═══ Data provided

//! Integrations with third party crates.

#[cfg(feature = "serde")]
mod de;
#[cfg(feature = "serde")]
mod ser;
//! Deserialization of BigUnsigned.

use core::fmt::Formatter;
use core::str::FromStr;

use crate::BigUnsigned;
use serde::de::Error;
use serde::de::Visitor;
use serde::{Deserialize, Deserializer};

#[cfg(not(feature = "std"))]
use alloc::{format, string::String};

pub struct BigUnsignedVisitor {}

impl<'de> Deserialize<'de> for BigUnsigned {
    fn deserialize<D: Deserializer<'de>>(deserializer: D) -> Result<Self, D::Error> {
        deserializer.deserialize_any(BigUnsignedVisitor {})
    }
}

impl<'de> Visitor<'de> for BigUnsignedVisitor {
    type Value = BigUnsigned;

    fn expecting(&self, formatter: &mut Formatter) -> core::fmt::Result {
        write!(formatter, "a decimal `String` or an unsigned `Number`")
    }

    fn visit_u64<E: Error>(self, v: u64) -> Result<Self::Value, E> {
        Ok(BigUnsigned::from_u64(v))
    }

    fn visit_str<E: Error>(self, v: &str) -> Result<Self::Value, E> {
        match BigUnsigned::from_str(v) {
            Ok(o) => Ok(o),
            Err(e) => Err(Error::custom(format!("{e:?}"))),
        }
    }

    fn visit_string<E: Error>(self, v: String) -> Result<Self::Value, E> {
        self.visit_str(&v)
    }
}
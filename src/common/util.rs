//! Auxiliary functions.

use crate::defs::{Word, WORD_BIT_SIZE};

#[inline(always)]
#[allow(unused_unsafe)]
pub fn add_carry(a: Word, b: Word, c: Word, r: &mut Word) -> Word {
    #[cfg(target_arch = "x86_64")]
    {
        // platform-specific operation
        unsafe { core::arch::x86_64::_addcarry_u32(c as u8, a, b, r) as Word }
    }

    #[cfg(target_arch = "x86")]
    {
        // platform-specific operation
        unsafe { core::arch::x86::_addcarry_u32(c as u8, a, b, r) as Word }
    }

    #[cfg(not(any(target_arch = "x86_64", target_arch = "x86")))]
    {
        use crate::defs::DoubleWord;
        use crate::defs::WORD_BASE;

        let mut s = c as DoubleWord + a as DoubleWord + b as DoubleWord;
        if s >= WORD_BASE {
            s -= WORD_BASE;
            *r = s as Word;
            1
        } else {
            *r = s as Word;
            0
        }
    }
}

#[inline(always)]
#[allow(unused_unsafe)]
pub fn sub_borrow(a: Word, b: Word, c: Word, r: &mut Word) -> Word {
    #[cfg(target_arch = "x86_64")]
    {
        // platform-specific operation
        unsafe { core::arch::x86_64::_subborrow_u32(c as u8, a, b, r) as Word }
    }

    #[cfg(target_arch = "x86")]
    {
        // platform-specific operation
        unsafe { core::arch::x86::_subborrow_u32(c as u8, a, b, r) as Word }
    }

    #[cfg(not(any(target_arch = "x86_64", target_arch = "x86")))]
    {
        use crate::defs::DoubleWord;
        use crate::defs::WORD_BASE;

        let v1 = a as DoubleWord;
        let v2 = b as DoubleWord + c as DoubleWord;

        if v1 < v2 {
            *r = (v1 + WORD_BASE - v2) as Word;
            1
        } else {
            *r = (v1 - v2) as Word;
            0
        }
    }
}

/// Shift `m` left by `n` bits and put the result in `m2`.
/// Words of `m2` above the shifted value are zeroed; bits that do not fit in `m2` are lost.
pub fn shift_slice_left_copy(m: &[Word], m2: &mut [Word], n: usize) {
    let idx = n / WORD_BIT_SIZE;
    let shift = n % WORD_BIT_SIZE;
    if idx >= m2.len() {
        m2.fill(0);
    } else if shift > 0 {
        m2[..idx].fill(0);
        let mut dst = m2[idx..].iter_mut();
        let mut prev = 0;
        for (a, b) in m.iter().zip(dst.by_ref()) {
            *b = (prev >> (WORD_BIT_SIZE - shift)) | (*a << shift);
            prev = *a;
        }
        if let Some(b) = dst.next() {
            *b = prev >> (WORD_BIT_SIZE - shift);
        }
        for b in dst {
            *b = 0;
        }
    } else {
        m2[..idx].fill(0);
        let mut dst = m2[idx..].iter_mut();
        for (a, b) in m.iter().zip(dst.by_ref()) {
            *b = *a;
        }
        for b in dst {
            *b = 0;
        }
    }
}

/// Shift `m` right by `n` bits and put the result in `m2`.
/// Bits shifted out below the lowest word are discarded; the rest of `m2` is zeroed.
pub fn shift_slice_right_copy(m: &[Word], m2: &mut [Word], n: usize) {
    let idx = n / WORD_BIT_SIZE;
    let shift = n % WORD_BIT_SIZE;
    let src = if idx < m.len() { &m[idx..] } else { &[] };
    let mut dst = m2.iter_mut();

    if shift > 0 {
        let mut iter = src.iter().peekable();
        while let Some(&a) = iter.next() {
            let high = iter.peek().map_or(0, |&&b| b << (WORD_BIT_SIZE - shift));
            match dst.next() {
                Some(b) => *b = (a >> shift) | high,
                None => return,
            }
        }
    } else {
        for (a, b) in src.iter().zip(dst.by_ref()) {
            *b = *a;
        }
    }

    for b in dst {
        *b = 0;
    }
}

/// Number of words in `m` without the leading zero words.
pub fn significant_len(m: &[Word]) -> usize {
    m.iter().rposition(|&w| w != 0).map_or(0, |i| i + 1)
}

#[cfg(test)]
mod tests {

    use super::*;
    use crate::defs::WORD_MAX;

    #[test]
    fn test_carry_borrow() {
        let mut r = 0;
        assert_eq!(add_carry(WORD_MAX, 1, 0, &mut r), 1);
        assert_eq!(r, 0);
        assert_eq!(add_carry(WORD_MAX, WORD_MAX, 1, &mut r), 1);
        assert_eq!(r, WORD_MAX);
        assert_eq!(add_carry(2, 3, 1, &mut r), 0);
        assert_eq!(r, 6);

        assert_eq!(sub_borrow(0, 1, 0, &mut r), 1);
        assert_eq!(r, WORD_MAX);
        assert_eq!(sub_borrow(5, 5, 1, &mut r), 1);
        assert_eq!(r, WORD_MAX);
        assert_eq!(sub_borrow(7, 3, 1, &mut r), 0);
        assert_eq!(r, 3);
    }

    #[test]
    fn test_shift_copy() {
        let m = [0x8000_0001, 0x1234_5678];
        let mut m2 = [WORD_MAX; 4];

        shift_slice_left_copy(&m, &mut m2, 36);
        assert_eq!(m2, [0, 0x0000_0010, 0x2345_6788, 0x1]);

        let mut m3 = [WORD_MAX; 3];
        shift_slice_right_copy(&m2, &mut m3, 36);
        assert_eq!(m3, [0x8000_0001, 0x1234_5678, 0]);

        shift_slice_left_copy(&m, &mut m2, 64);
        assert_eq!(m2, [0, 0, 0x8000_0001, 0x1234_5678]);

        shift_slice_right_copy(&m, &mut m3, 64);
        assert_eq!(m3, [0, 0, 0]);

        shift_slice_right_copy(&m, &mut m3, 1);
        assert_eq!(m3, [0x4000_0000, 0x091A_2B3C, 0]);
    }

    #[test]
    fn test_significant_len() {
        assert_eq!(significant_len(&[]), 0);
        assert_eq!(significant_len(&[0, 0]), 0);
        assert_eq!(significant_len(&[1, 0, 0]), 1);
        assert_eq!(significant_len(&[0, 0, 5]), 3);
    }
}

══════
═══ Data provided

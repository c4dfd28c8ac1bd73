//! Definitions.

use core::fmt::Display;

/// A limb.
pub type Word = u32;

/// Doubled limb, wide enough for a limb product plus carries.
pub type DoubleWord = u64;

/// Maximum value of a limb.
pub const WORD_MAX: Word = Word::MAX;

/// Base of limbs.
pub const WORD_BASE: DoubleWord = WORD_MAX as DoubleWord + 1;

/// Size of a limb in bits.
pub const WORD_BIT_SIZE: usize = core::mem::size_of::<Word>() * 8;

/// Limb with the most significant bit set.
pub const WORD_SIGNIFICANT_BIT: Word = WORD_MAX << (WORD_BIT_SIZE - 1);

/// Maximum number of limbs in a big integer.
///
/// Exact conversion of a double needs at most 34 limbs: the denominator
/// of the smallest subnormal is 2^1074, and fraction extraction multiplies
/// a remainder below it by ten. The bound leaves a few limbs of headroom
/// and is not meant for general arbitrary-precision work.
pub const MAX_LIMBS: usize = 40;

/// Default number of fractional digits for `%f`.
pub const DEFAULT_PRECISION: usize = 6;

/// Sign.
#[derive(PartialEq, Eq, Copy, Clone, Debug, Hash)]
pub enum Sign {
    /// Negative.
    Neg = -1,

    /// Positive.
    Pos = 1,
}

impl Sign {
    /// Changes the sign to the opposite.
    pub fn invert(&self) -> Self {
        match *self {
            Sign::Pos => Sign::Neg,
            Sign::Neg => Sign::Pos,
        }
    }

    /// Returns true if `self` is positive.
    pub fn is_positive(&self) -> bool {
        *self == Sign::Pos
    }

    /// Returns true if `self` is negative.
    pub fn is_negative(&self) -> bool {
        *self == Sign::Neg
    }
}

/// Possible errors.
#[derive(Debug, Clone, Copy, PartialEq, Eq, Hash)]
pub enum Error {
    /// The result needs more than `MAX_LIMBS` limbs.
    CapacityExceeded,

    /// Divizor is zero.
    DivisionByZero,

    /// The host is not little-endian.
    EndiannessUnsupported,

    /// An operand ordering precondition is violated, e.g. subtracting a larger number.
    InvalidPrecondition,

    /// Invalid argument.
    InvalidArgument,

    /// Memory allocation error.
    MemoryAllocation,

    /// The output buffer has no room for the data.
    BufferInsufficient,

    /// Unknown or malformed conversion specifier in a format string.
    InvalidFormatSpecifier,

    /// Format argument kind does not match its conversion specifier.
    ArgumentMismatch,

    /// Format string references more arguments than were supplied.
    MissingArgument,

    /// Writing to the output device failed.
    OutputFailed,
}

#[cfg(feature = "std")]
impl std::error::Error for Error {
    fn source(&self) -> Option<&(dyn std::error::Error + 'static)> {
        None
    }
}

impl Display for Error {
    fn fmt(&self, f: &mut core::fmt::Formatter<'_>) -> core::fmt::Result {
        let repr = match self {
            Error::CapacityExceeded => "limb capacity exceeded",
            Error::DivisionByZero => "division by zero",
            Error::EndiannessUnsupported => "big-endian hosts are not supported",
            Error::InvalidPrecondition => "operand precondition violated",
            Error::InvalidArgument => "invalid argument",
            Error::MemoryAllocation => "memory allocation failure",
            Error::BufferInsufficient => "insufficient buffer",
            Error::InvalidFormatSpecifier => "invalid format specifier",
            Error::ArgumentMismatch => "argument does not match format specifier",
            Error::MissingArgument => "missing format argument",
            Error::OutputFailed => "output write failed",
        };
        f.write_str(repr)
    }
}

══════

• **Exercise requirements**:
Take each line above that contains "PartialEq" and copy it out.

• **Answer below**:
#[derive(PartialEq, Eq, Copy, Clone, Debug, Hash)]
#[derive(Debug, Clone, Copy, PartialEq, Eq, Hash)]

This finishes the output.